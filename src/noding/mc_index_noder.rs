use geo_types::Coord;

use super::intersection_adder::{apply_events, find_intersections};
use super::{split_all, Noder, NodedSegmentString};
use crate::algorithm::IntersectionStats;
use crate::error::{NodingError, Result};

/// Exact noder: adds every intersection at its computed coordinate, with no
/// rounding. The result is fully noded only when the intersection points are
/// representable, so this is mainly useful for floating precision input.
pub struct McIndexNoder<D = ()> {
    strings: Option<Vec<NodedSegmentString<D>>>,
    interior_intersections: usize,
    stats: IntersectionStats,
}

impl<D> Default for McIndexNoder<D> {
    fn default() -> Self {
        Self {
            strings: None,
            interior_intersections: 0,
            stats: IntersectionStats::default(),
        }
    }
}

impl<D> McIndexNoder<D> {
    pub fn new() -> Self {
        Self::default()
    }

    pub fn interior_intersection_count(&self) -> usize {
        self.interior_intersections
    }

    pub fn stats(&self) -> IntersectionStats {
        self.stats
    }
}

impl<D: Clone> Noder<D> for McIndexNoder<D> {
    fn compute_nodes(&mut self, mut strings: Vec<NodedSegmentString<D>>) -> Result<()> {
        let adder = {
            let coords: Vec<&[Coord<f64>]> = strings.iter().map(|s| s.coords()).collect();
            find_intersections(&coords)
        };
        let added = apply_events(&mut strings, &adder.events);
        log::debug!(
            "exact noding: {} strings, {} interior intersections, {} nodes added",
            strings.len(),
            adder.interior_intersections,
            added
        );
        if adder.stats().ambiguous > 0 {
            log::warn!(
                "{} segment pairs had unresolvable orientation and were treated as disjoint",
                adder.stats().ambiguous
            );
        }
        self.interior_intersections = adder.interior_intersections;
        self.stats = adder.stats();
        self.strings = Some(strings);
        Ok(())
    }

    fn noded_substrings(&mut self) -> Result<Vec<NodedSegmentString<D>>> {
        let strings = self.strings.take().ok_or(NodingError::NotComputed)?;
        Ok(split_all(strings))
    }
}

» Activity:
Search the material for the word "added". Each line where it is found must be copied.

» Output of the exercise:
        let added = apply_events(&mut strings, &adder.events);
            "exact noding: {} strings, {} interior intersections, {} nodes added",
            added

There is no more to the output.